Mutant League is an animated series based on the video games Mutant League Football and Mutant League Hockey which aired from July 2, 1994 to February 24, 1996. The show ran for two seasons, with the second typically incorporating more poignant stories and issues, while the first seemed somewhat hodgepodge with little regard for continuity (the Monsters have one win streak that ends twice, for instance). There are forty episodes in all, thirteen in Season 1 and twenty-seven in Season 2. The series was distributed by Claster Television and Produced by Franklin/Waterman 2 Productions in association with Electronic Arts.

Plot
During a football game, an earthquake reveals buried toxic waste, and the fumes cause all of the attendees and players to mutate, including young Bones Justice (Bones Jackson in the games) a sports federation based around the superhuman beings, the Mutant League is formed and Bones grows up to play for the Midway Monsters. Corrupt league commissioner Zalgor Prigg constantly schemes to get the popular athlete to play for any one of the four teams he owns (Slayers, Evils, Derangers or Ooze), or if nothing else discredit him for refusing to join. Bones' search for his father and his personal quest to bring order to the league, are subplots throughout the series. Several other characters from the games such as Razor Kidd, Mo and Spew, K.T. Slayer, Grim McSlam and Coach McWimple regularly appear in the show.

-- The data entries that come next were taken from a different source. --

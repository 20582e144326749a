//! Rate query DTOs.

use serde::Serialize;

use crate::domain::rates::RateQuote;

/// Annualized rates for one market.
#[derive(Debug, Clone, PartialEq, Serialize)]
pub struct MarketRatesDto {
    /// Token symbol.
    pub token: String,
    /// Computed quote.
    pub quote: RateQuote,
}
//! Tracing subscriber setup.

use tracing_subscriber::EnvFilter;

use crate::config::{LogFormat, LoggingConfig};

/// Error type for logging initialization.
#[derive(Debug, thiserror::Error)]
pub enum LoggingError {
    /// The configured filter directive is malformed.
    #[error("invalid log filter '{directive}': {message}")]
    InvalidFilter {
        /// The rejected directive.
        directive: String,
        /// Parser message.
        message: String,
    },
    /// A global subscriber was already installed.
    #[error("failed to install tracing subscriber: {0}")]
    Install(String),
}

/// Build the filter: `RUST_LOG` wins when set, otherwise this crate logs at
/// the configured level and everything else at `warn`.
fn build_filter(config: &LoggingConfig) -> Result<EnvFilter, LoggingError> {
    if let Ok(filter) = EnvFilter::try_from_default_env() {
        return Ok(filter);
    }

    let directive = format!("warn,money_market_api={}", config.level);
    EnvFilter::try_new(&directive).map_err(|e| LoggingError::InvalidFilter {
        directive,
        message: e.to_string(),
    })
}

/// Install the global tracing subscriber.
///
/// # Errors
///
/// Returns an error if the level is not a valid filter directive or a
/// subscriber is already installed.
pub fn init_tracing(config: &LoggingConfig) -> Result<(), LoggingError> {
    let filter = build_filter(config)?;
    let builder = tracing_subscriber::fmt()
        .with_env_filter(filter)
        .with_target(config.include_targets);

    let result = match config.format {
        LogFormat::Json => builder.json().flatten_event(true).try_init(),
        LogFormat::Pretty => builder.pretty().try_init(),
        LogFormat::Compact => builder.compact().try_init(),
    };

    result.map_err(|e| LoggingError::Install(e.to_string()))
}

#[cfg(test)]
mod tests {
    use super::*;

    #[test]
    fn rejects_malformed_level() {
        // Only meaningful when RUST_LOG is unset in the test environment.
        if std::env::var_os("RUST_LOG").is_some() {
            return;
        }
        let config = LoggingConfig {
            level: "verbose".to_string(),
            ..LoggingConfig::default()
        };
        assert!(matches!(
            build_filter(&config),
            Err(LoggingError::InvalidFilter { .. })
        ));
    }

    #[test]
    fn accepts_default_level() {
        assert!(build_filter(&LoggingConfig::default()).is_ok());
    }
}
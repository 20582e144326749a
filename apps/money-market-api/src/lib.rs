// Allow unwrap/expect in tests - tests should panic on unexpected errors
#![cfg_attr(
    test,
    allow(
        clippy::unwrap_used,
        clippy::expect_used,
        clippy::float_cmp,
        clippy::significant_drop_tightening,
        clippy::too_many_lines,
        clippy::needless_pass_by_value,
        clippy::items_after_statements
    )
)]

//! Money Market API - Rust Core Library
//!
//! HTTP/JSON service for Compound v2 money markets: it quotes supply and
//! borrow APYs and submits supply / borrow / repay transactions for an
//! allow-listed set of tokens.
//!
//! # Architecture (Clean Architecture + Hexagonal)
//!
//! ## Layers (inside → outside)
//!
//! - **Domain**: pure logic with no I/O
//!   - `rates`: per-block rate annualization, `RateQuote`
//!   - `markets`: `Market`, `TokenAllowList`, `TokenAmount` unit conversion
//!
//! - **Application**: use cases and port definitions
//!   - `ports`: `LendingPort` (the lending protocol collaborator), error normalization
//!   - `use_cases`: `QueryRatesUseCase`, `TransferUseCase`
//!   - `dto`: data transfer objects for API boundaries
//!
//! - **Infrastructure**: adapters
//!   - `compound`: ethers-based Compound v2 adapter and market registry
//!   - `http`: axum REST controller
//!
//! - **Config / Observability**: YAML + environment configuration, tracing and metrics.

#![forbid(unsafe_code)]
#![warn(missing_docs)]
#![warn(clippy::pedantic)]

// =============================================================================
// Clean Architecture Layers
// =============================================================================

/// Domain layer - Core logic with no external dependencies.
pub mod domain;

/// Application layer - Use cases and port definitions.
pub mod application;

/// Infrastructure layer - Adapters and external integrations.
pub mod infrastructure;

/// Configuration loading and validation.
pub mod config;

/// Logging and metrics.
pub mod observability;

// =============================================================================
// Re-exports
// =============================================================================

// Domain re-exports
pub use domain::markets::{Market, TokenAllowList, TokenAmount, UnsupportedToken};
pub use domain::rates::{BlockCadence, RateQuote, annualize};

// Application re-exports
pub use application::error::ApplicationError;
pub use application::ports::{
    LendingError, LendingErrorKind, LendingOperation, LendingPort, TransactionOutcome,
    normalize_error_message,
};
pub use application::use_cases::{QueryRatesUseCase, TransferUseCase};

// Infrastructure re-exports
pub use infrastructure::compound::{CompoundAdapter, CompoundConfig, CompoundError, MockCompound};
pub use infrastructure::http::{AppState, create_router};
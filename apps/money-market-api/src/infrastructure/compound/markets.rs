//! Compound v2 Ethereum mainnet market registry.

use crate::domain::markets::Market;

/// Token supplied by `POST /supply_usdc`.
pub const LEGACY_SUPPLY_TOKEN: &str = "USDC";

/// Token borrowed and repaid by `POST /borrow_dai` and `POST /repay_dai`.
pub const LEGACY_BORROW_TOKEN: &str = "DAI";

/// Token quoted by `GET /compound_rates`.
pub const LEGACY_RATES_TOKEN: &str = "USDC";

/// Markets this service supports, in allow-list order.
#[must_use]
pub fn mainnet_markets() -> Vec<Market> {
    vec![
        Market::new(
            "USDC",
            6,
            "0xA0b86991c6218b36c1d19D4a2e9Eb0cE3606eB48",
            "0x39AA39c021dfbaE8faC545936693aC917d5E7563",
        ),
        Market::new(
            "DAI",
            18,
            "0x6B175474E89094C44Da98b954EedeAC495271d0F",
            "0x5d3a536E4D6DbD6114cc1Ead35777bAB948E3643",
        ),
        Market::new(
            "USDT",
            6,
            "0xdAC17F958D2ee523a2206206994597C13D831ec7",
            "0xf650C3d88D12dB855b8bf7D11Be6C55A4e07dCC9",
        ),
        Market::new(
            "WBTC",
            8,
            "0x2260FAC5E5542a773Aa44fBCfeDf7C193bc2C599",
            "0xccF4429DB6322D5C611ee964527D42E5d685DD6a",
        ),
        Market::new(
            "UNI",
            18,
            "0x1f9840a85d5aF5bf1D1762F925BDADdC4201F984",
            "0x35A18000230DA775CAc24873d00Ff85BccdeD550",
        ),
    ]
}

#[cfg(test)]
mod tests {
    use std::collections::HashSet;
    use std::str::FromStr;

    use ethers::types::Address;

    use super::*;
    use crate::domain::markets::TokenAllowList;

    #[test]
    fn every_address_parses() {
        for market in mainnet_markets() {
            assert!(
                Address::from_str(market.underlying()).is_ok(),
                "{} underlying",
                market.symbol()
            );
            assert!(
                Address::from_str(market.c_token()).is_ok(),
                "{} cToken",
                market.symbol()
            );
        }
    }

    #[test]
    fn symbols_and_ctokens_are_unique() {
        let markets = mainnet_markets();
        let symbols: HashSet<_> = markets.iter().map(Market::symbol).collect();
        let c_tokens: HashSet<_> = markets.iter().map(Market::c_token).collect();
        assert_eq!(symbols.len(), markets.len());
        assert_eq!(c_tokens.len(), markets.len());
    }

    #[test]
    fn legacy_tokens_are_registered() {
        let allow_list = TokenAllowList::new(mainnet_markets());
        assert!(allow_list.contains(LEGACY_SUPPLY_TOKEN));
        assert!(allow_list.contains(LEGACY_BORROW_TOKEN));
        assert!(allow_list.contains(LEGACY_RATES_TOKEN));
    }

    #[test]
    fn decimals_match_tokens() {
        let allow_list = TokenAllowList::new(mainnet_markets());
        let decimals = |symbol: &str| allow_list.resolve(symbol).map(Market::decimals).ok();
        assert_eq!(decimals("USDC"), Some(6));
        assert_eq!(decimals("DAI"), Some(18));
        assert_eq!(decimals("WBTC"), Some(8));
    }
}
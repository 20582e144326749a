//! HTTP Controller (Driver Adapter)
//!
//! Axum-based REST API that delegates to application use cases.

use std::sync::Arc;

use axum::{
    Json, Router,
    extract::{MatchedPath, Path, Request, State, rejection::JsonRejection},
    middleware::{self, Next},
    response::{IntoResponse, Response},
    routing::{get, post},
};

use crate::application::dto::{TransferCommand, TransferReceiptDto};
use crate::application::ports::{LendingOperation, LendingPort};
use crate::application::use_cases::{QueryRatesUseCase, TransferUseCase};
use crate::domain::markets::{TokenAllowList, TokenAmount};
use crate::domain::rates::BlockCadence;
use crate::infrastructure::compound::{
    LEGACY_BORROW_TOKEN, LEGACY_RATES_TOKEN, LEGACY_SUPPLY_TOKEN,
};
use crate::observability::record_http_request;

use super::error::ApiError;
use super::request::{LegacyTransferRequest, TransferRequest};
use super::response::{
    HealthResponse, LegacyRatesResponse, LegacyTransferResponse, RatesResponse,
    SupportedTokensResponse, TransferResponse,
};

/// Application state shared across handlers.
pub struct AppState<L>
where
    L: LendingPort,
{
    /// Use case for rate quotes.
    pub query_rates: Arc<QueryRatesUseCase<L>>,
    /// Use case for supply / borrow / repay.
    pub transfer: Arc<TransferUseCase<L>>,
    /// Supported markets.
    pub allow_list: Arc<TokenAllowList>,
    /// Application version.
    pub version: String,
}

impl<L> AppState<L>
where
    L: LendingPort,
{
    /// Wire the use cases around one lending protocol client.
    pub fn new(
        lending: Arc<L>,
        allow_list: Arc<TokenAllowList>,
        cadence: BlockCadence,
        version: impl Into<String>,
    ) -> Self {
        Self {
            query_rates: Arc::new(QueryRatesUseCase::new(
                Arc::clone(&lending),
                Arc::clone(&allow_list),
                cadence,
            )),
            transfer: Arc::new(TransferUseCase::new(lending, Arc::clone(&allow_list))),
            allow_list,
            version: version.into(),
        }
    }
}

impl<L> Clone for AppState<L>
where
    L: LendingPort,
{
    fn clone(&self) -> Self {
        Self {
            query_rates: Arc::clone(&self.query_rates),
            transfer: Arc::clone(&self.transfer),
            allow_list: Arc::clone(&self.allow_list),
            version: self.version.clone(),
        }
    }
}

/// Create the HTTP router with all endpoints.
pub fn create_router<L>(state: AppState<L>) -> Router
where
    L: LendingPort + 'static,
{
    Router::new()
        .route("/health", get(health_check))
        // Fixed-token endpoints
        .route("/compound_rates", get(legacy_rates))
        .route("/supply_usdc", post(legacy_supply))
        .route("/borrow_dai", post(legacy_borrow))
        .route("/repay_dai", post(legacy_repay))
        // Multi-token endpoints
        .route("/compound/supported-tokens", get(supported_tokens))
        .route("/compound/supply", post(supply))
        .route("/compound/borrow", post(borrow))
        .route("/compound/repay", post(repay))
        .route("/compound/rates/{token}", get(market_rates))
        .with_state(state)
        .layer(middleware::from_fn(track_requests))
}

/// Count requests by matched route and response status. Requests that match
/// no route are counted as `unmatched`.
async fn track_requests(request: Request, next: Next) -> Response {
    let route = request
        .extensions()
        .get::<MatchedPath>()
        .map_or_else(|| "unmatched".to_string(), |p| p.as_str().to_string());
    let method = request.method().clone();
    let response = next.run(request).await;

    tracing::debug!(
        %method,
        route = %route,
        status = response.status().as_u16(),
        "Request handled"
    );
    record_http_request(&route, response.status().as_u16());
    response
}

/// Health check endpoint.
async fn health_check<L>(State(state): State<AppState<L>>) -> impl IntoResponse
where
    L: LendingPort,
{
    Json(HealthResponse {
        status: "healthy".to_string(),
        version: state.version.clone(),
    })
}

/// USDC supply and borrow APYs.
async fn legacy_rates<L>(
    State(state): State<AppState<L>>,
) -> Result<Json<LegacyRatesResponse>, ApiError>
where
    L: LendingPort,
{
    tracing::info!(token = LEGACY_RATES_TOKEN, "Fetching Compound rates");

    let rates = state.query_rates.execute(LEGACY_RATES_TOKEN).await?;
    Ok(Json(LegacyRatesResponse {
        usdc_supply_apy: rates.quote.supply_apy_display(),
        usdc_borrow_apy: rates.quote.borrow_apy_display(),
    }))
}

async fn legacy_supply<L>(
    State(state): State<AppState<L>>,
    payload: Result<Json<LegacyTransferRequest>, JsonRejection>,
) -> Result<Json<LegacyTransferResponse>, ApiError>
where
    L: LendingPort,
{
    legacy_transfer(&state, LendingOperation::Supply, LEGACY_SUPPLY_TOKEN, payload).await
}

async fn legacy_borrow<L>(
    State(state): State<AppState<L>>,
    payload: Result<Json<LegacyTransferRequest>, JsonRejection>,
) -> Result<Json<LegacyTransferResponse>, ApiError>
where
    L: LendingPort,
{
    legacy_transfer(&state, LendingOperation::Borrow, LEGACY_BORROW_TOKEN, payload).await
}

async fn legacy_repay<L>(
    State(state): State<AppState<L>>,
    payload: Result<Json<LegacyTransferRequest>, JsonRejection>,
) -> Result<Json<LegacyTransferResponse>, ApiError>
where
    L: LendingPort,
{
    legacy_transfer(&state, LendingOperation::Repay, LEGACY_BORROW_TOKEN, payload).await
}

/// Shared body of the fixed-token transfer endpoints.
async fn legacy_transfer<L>(
    state: &AppState<L>,
    operation: LendingOperation,
    token: &str,
    payload: Result<Json<LegacyTransferRequest>, JsonRejection>,
) -> Result<Json<LegacyTransferResponse>, ApiError>
where
    L: LendingPort,
{
    let Json(request) = payload?;
    let receipt = execute_transfer(state, operation, token, request.amount).await?;

    Ok(Json(LegacyTransferResponse {
        message: receipt.message,
        tx: receipt.outcome,
    }))
}

/// Supported token symbols.
async fn supported_tokens<L>(State(state): State<AppState<L>>) -> impl IntoResponse
where
    L: LendingPort,
{
    Json(SupportedTokensResponse {
        supported_tokens: state.allow_list.symbols(),
    })
}

async fn supply<L>(
    State(state): State<AppState<L>>,
    payload: Result<Json<TransferRequest>, JsonRejection>,
) -> Result<Json<TransferResponse>, ApiError>
where
    L: LendingPort,
{
    token_transfer(&state, LendingOperation::Supply, payload).await
}

async fn borrow<L>(
    State(state): State<AppState<L>>,
    payload: Result<Json<TransferRequest>, JsonRejection>,
) -> Result<Json<TransferResponse>, ApiError>
where
    L: LendingPort,
{
    token_transfer(&state, LendingOperation::Borrow, payload).await
}

async fn repay<L>(
    State(state): State<AppState<L>>,
    payload: Result<Json<TransferRequest>, JsonRejection>,
) -> Result<Json<TransferResponse>, ApiError>
where
    L: LendingPort,
{
    token_transfer(&state, LendingOperation::Repay, payload).await
}

/// Shared body of the multi-token transfer endpoints.
async fn token_transfer<L>(
    state: &AppState<L>,
    operation: LendingOperation,
    payload: Result<Json<TransferRequest>, JsonRejection>,
) -> Result<Json<TransferResponse>, ApiError>
where
    L: LendingPort,
{
    let Json(request) = payload?;
    let receipt = execute_transfer(state, operation, &request.token, request.amount).await?;

    Ok(Json(TransferResponse {
        message: receipt.message,
        tx_hash: receipt.outcome.tx_hash,
    }))
}

async fn execute_transfer<L>(
    state: &AppState<L>,
    operation: LendingOperation,
    token: &str,
    amount: TokenAmount,
) -> Result<TransferReceiptDto, ApiError>
where
    L: LendingPort,
{
    tracing::info!(
        operation = operation.as_str(),
        token,
        amount = %amount,
        "Transfer requested"
    );

    state
        .transfer
        .execute(TransferCommand::new(operation, token, amount))
        .await
        .map_err(|e| {
            let api_error = ApiError::from(e);
            tracing::warn!(
                operation = operation.as_str(),
                token,
                status = api_error.status().as_u16(),
                error = %api_error,
                "Transfer rejected"
            );
            api_error
        })
}

/// Supply and borrow APYs for any supported token.
async fn market_rates<L>(
    State(state): State<AppState<L>>,
    Path(token): Path<String>,
) -> Result<Json<RatesResponse>, ApiError>
where
    L: LendingPort,
{
    tracing::info!(token = %token, "Fetching market rates");

    let rates = state.query_rates.execute(&token).await?;
    Ok(Json(RatesResponse {
        token: rates.token,
        supply_apy: rates.quote.supply_apy_display(),
        borrow_apy: rates.quote.borrow_apy_display(),
    }))
}
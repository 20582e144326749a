//! Application Layer
//!
//! The application layer orchestrates domain logic through use cases.
//! It defines:
//!
//! - **Ports**: Interfaces for interacting with external systems
//! - **Use Cases**: Application-specific rules
//! - **DTOs**: Data transfer objects for API boundaries

pub mod dto;
pub mod error;
pub mod ports;
pub mod use_cases;

pub use dto::*;
pub use error::ApplicationError;
pub use ports::*;
pub use use_cases::*;
//! Lending Port (Driven Port)
//!
//! Interface to the lending protocol: rate reads and supply / borrow /
//! repay transactions against a market.

use std::fmt;

use async_trait::async_trait;
use serde::{Deserialize, Serialize};

use crate::domain::markets::{Market, TokenAmount};

/// A state-changing operation against a money market.
#[derive(Debug, Clone, Copy, PartialEq, Eq, Hash, Serialize, Deserialize)]
#[serde(rename_all = "snake_case")]
pub enum LendingOperation {
    /// Deposit the underlying token and receive cTokens.
    Supply,
    /// Borrow the underlying token against posted collateral.
    Borrow,
    /// Repay an outstanding borrow.
    Repay,
}

impl LendingOperation {
    /// Stable lowercase name, used in logs and metric labels.
    #[must_use]
    pub const fn as_str(&self) -> &'static str {
        match self {
            Self::Supply => "supply",
            Self::Borrow => "borrow",
            Self::Repay => "repay",
        }
    }

    /// Verb for in-progress log lines ("Supplying 1.5 USDC to Compound...").
    #[must_use]
    pub const fn progressive(&self) -> &'static str {
        match self {
            Self::Supply => "Supplying",
            Self::Borrow => "Borrowing",
            Self::Repay => "Repaying",
        }
    }

    /// Verb for completion messages ("Supplied 1.5 USDC").
    #[must_use]
    pub const fn past_tense(&self) -> &'static str {
        match self {
            Self::Supply => "Supplied",
            Self::Borrow => "Borrowed",
            Self::Repay => "Repaid",
        }
    }

    /// Direction relative to the protocol.
    #[must_use]
    pub const fn preposition(&self) -> &'static str {
        match self {
            Self::Supply | Self::Repay => "to",
            Self::Borrow => "from",
        }
    }
}

impl fmt::Display for LendingOperation {
    fn fmt(&self, f: &mut fmt::Formatter<'_>) -> fmt::Result {
        f.write_str(self.as_str())
    }
}

/// Result of a mined transaction.
#[derive(Debug, Clone, PartialEq, Eq, Serialize, Deserialize)]
#[serde(rename_all = "camelCase")]
pub struct TransactionOutcome {
    /// Transaction hash (0x-prefixed hex).
    pub tx_hash: String,
    /// Sending account.
    pub from: String,
    /// Contract the transaction was sent to.
    pub to: String,
    /// Block the transaction was included in.
    #[serde(skip_serializing_if = "Option::is_none")]
    pub block_number: Option<u64>,
    /// Gas consumed.
    #[serde(skip_serializing_if = "Option::is_none")]
    pub gas_used: Option<u64>,
}

/// Coarse category of a lending protocol failure.
#[derive(Debug, Clone, Copy, PartialEq, Eq, Hash)]
pub enum LendingErrorKind {
    /// The RPC node or its transport failed.
    Provider,
    /// The contract rejected or reverted the call.
    Contract,
    /// Signing the transaction failed.
    Signer,
    /// The call did not complete within the configured timeout.
    Timeout,
    /// The adapter is misconfigured for the requested market.
    Configuration,
}

impl fmt::Display for LendingErrorKind {
    fn fmt(&self, f: &mut fmt::Formatter<'_>) -> fmt::Result {
        let name = match self {
            Self::Provider => "provider error",
            Self::Contract => "contract error",
            Self::Signer => "signer error",
            Self::Timeout => "timeout",
            Self::Configuration => "configuration error",
        };
        f.write_str(name)
    }
}

/// JSON-RPC error object returned by the node.
#[derive(Debug, Clone, PartialEq, Eq)]
pub struct RpcErrorDetail {
    /// JSON-RPC error code.
    pub code: i64,
    /// Error message supplied by the node.
    pub message: String,
}

/// Lending port error.
///
/// Carries up to three renderings of the failure, consumed in order by
/// [`normalize_error_message`]: the node's nested JSON-RPC message, the
/// failure's own message, and the full `Display` text.
#[derive(Debug, Clone, PartialEq, Eq, thiserror::Error)]
#[error("{kind}: {detail}")]
pub struct LendingError {
    kind: LendingErrorKind,
    detail: String,
    message: Option<String>,
    rpc_error: Option<RpcErrorDetail>,
}

impl LendingError {
    /// Create an error with its full detail text.
    #[must_use]
    pub fn new(kind: LendingErrorKind, detail: impl Into<String>) -> Self {
        Self {
            kind,
            detail: detail.into(),
            message: None,
            rpc_error: None,
        }
    }

    /// Attach the failure's own message.
    #[must_use]
    pub fn with_message(mut self, message: impl Into<String>) -> Self {
        self.message = Some(message.into());
        self
    }

    /// Attach the JSON-RPC error object returned by the node.
    #[must_use]
    pub fn with_rpc_error(mut self, code: i64, message: impl Into<String>) -> Self {
        self.rpc_error = Some(RpcErrorDetail {
            code,
            message: message.into(),
        });
        self
    }

    /// Error category.
    #[must_use]
    pub const fn kind(&self) -> LendingErrorKind {
        self.kind
    }

    /// Full detail text.
    #[must_use]
    pub fn detail(&self) -> &str {
        &self.detail
    }

    /// The failure's own message, if any.
    #[must_use]
    pub fn message(&self) -> Option<&str> {
        self.message.as_deref()
    }

    /// Nested JSON-RPC error, if the node returned one.
    #[must_use]
    pub const fn rpc_error(&self) -> Option<&RpcErrorDetail> {
        self.rpc_error.as_ref()
    }
}

/// Pick the message shown to API callers for a lending failure.
///
/// Precedence: nested provider (JSON-RPC) message, then the error's own
/// message, then the full rendering. Empty candidates are skipped.
#[must_use]
pub fn normalize_error_message(error: &LendingError) -> String {
    error
        .rpc_error()
        .map(|rpc| rpc.message.as_str())
        .filter(|m| !m.trim().is_empty())
        .or_else(|| error.message().filter(|m| !m.trim().is_empty()))
        .map_or_else(|| error.to_string(), str::to_string)
}

/// Port for lending protocol interactions.
#[cfg_attr(test, mockall::automock)]
#[async_trait]
pub trait LendingPort: Send + Sync {
    /// Current supply rate per block, scaled by 1e18.
    async fn supply_rate_per_block(&self, market: &Market) -> Result<u128, LendingError>;

    /// Current borrow rate per block, scaled by 1e18.
    async fn borrow_rate_per_block(&self, market: &Market) -> Result<u128, LendingError>;

    /// Supply `amount` of the market's underlying token.
    async fn supply(
        &self,
        market: &Market,
        amount: TokenAmount,
    ) -> Result<TransactionOutcome, LendingError>;

    /// Borrow `amount` of the market's underlying token.
    async fn borrow(
        &self,
        market: &Market,
        amount: TokenAmount,
    ) -> Result<TransactionOutcome, LendingError>;

    /// Repay `amount` of an outstanding borrow.
    async fn repay_borrow(
        &self,
        market: &Market,
        amount: TokenAmount,
    ) -> Result<TransactionOutcome, LendingError>;
}

#[cfg(test)]
mod tests {
    use super::*;

    #[test]
    fn normalize_prefers_nested_provider_message() {
        let err = LendingError::new(LendingErrorKind::Provider, "(code: -32000, ...)")
            .with_message("top level")
            .with_rpc_error(-32000, "insufficient funds for gas * price + value");

        assert_eq!(
            normalize_error_message(&err),
            "insufficient funds for gas * price + value"
        );
    }

    #[test]
    fn normalize_falls_back_to_top_level_message() {
        let err = LendingError::new(LendingErrorKind::Contract, "Contract call reverted")
            .with_message("execution reverted: borrow rejection");

        assert_eq!(
            normalize_error_message(&err),
            "execution reverted: borrow rejection"
        );
    }

    #[test]
    fn normalize_falls_back_to_rendering() {
        let err = LendingError::new(LendingErrorKind::Provider, "connection refused");
        assert_eq!(
            normalize_error_message(&err),
            "provider error: connection refused"
        );
    }

    #[test]
    fn normalize_skips_empty_candidates() {
        let err = LendingError::new(LendingErrorKind::Provider, "bad gateway")
            .with_rpc_error(-32603, "")
            .with_message("  ");
        assert_eq!(normalize_error_message(&err), "provider error: bad gateway");
    }

    #[test]
    fn normalize_is_pure() {
        let err = LendingError::new(LendingErrorKind::Timeout, "supply timed out after 120s");
        assert_eq!(normalize_error_message(&err), normalize_error_message(&err));
    }

    #[test]
    fn operation_wording() {
        assert_eq!(LendingOperation::Supply.progressive(), "Supplying");
        assert_eq!(LendingOperation::Borrow.preposition(), "from");
        assert_eq!(LendingOperation::Repay.past_tense(), "Repaid");
        assert_eq!(LendingOperation::Repay.to_string(), "repay");
    }

    #[test]
    fn outcome_serializes_camel_case() {
        let outcome = TransactionOutcome {
            tx_hash: "0xabc".to_string(),
            from: "0x1".to_string(),
            to: "0x2".to_string(),
            block_number: Some(7),
            gas_used: None,
        };
        let json = serde_json::to_value(&outcome).unwrap();
        assert_eq!(json["txHash"], "0xabc");
        assert_eq!(json["blockNumber"], 7);
        assert!(json.get("gasUsed").is_none());
    }
}
//! Application Use Cases
//!
//! Use cases orchestrate domain logic to fulfill application requirements.

mod query_rates;
mod transfer;

pub use query_rates::QueryRatesUseCase;
pub use transfer::TransferUseCase;
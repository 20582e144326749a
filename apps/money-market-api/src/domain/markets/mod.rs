//! Money Markets
//!
//! The set of markets the service can reach is fixed at process start. The
//! allow-list gate rejects any token outside that set before the lending
//! protocol is called.

mod allow_list;
mod amount;
mod market;

pub use allow_list::{TokenAllowList, UnsupportedToken};
pub use amount::TokenAmount;
pub use market::Market;
//! Transfer Use Case
//!
//! Dispatches a validated supply / borrow / repay request to the lending
//! protocol and relays the outcome.

use std::sync::Arc;
use std::time::Instant;

use crate::application::dto::{TransferCommand, TransferReceiptDto};
use crate::application::error::ApplicationError;
use crate::application::ports::{
    LendingError, LendingOperation, LendingPort, TransactionOutcome, normalize_error_message,
};
use crate::domain::markets::{Market, TokenAllowList, TokenAmount};
use crate::observability::record_protocol_call;

/// Use case for supply / borrow / repay operations.
pub struct TransferUseCase<L>
where
    L: LendingPort,
{
    lending: Arc<L>,
    allow_list: Arc<TokenAllowList>,
}

impl<L> TransferUseCase<L>
where
    L: LendingPort,
{
    /// Create a new TransferUseCase.
    pub const fn new(lending: Arc<L>, allow_list: Arc<TokenAllowList>) -> Self {
        Self {
            lending,
            allow_list,
        }
    }

    /// Execute the use case.
    pub async fn execute(
        &self,
        command: TransferCommand,
    ) -> Result<TransferReceiptDto, ApplicationError> {
        let market = self.allow_list.resolve(&command.token)?;
        let operation = command.operation;
        let display_amount = command.amount.to_display(market.decimals());

        tracing::info!(
            operation = operation.as_str(),
            token = market.symbol(),
            amount = %command.amount,
            "{} {} {} {} Compound...",
            operation.progressive(),
            display_amount,
            market.symbol(),
            operation.preposition(),
        );

        let started = Instant::now();
        let result = self.dispatch(operation, market, command.amount).await;
        record_protocol_call(
            operation.as_str(),
            if result.is_ok() { "ok" } else { "error" },
            started.elapsed().as_secs_f64(),
        );

        match result {
            Ok(outcome) => {
                tracing::info!(
                    operation = operation.as_str(),
                    token = market.symbol(),
                    tx_hash = %outcome.tx_hash,
                    block_number = ?outcome.block_number,
                    "{} {} transaction mined",
                    operation.past_tense(),
                    market.symbol(),
                );

                Ok(TransferReceiptDto {
                    operation,
                    token: market.symbol().to_string(),
                    message: format!(
                        "{} {} {}",
                        operation.past_tense(),
                        display_amount,
                        market.symbol()
                    ),
                    display_amount,
                    outcome,
                })
            }
            Err(e) => {
                tracing::error!(
                    operation = operation.as_str(),
                    token = market.symbol(),
                    error = %e,
                    reported = %normalize_error_message(&e),
                    "{} {} failed",
                    operation.as_str(),
                    market.symbol(),
                );
                Err(e.into())
            }
        }
    }

    async fn dispatch(
        &self,
        operation: LendingOperation,
        market: &Market,
        amount: TokenAmount,
    ) -> Result<TransactionOutcome, LendingError> {
        match operation {
            LendingOperation::Supply => self.lending.supply(market, amount).await,
            LendingOperation::Borrow => self.lending.borrow(market, amount).await,
            LendingOperation::Repay => self.lending.repay_borrow(market, amount).await,
        }
    }
}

Unlike the games, players did not die from their unique approach to contact sports; though frequently maimed to the point of losing body parts, through treatments in a machine called the Rejuvenator which bathed them in toxic chemicals, they would soon be as returned to health. The show also has no robot players (except in one episode where K.T. Slayer was benched by robotic clones of himself) and only five teams; the Monsters, the Slayers, the Ooze, the Derangers and the Screaming Evils. It also has the teams competing in all manner of sports, not just the ones seen in the games. Most commonly Football, but also hockey, basketball, soccer, baseball, volleyball and even monster truck races and sumo wrestling. As with the video games, all of these sports were modified with deathtraps and loose rules on violence to accommodate the near-indestructible nature of the players. Some episodes end with a "grudge match" between two particular players.

A line of action figures was released based on the show, but went virtually unknown.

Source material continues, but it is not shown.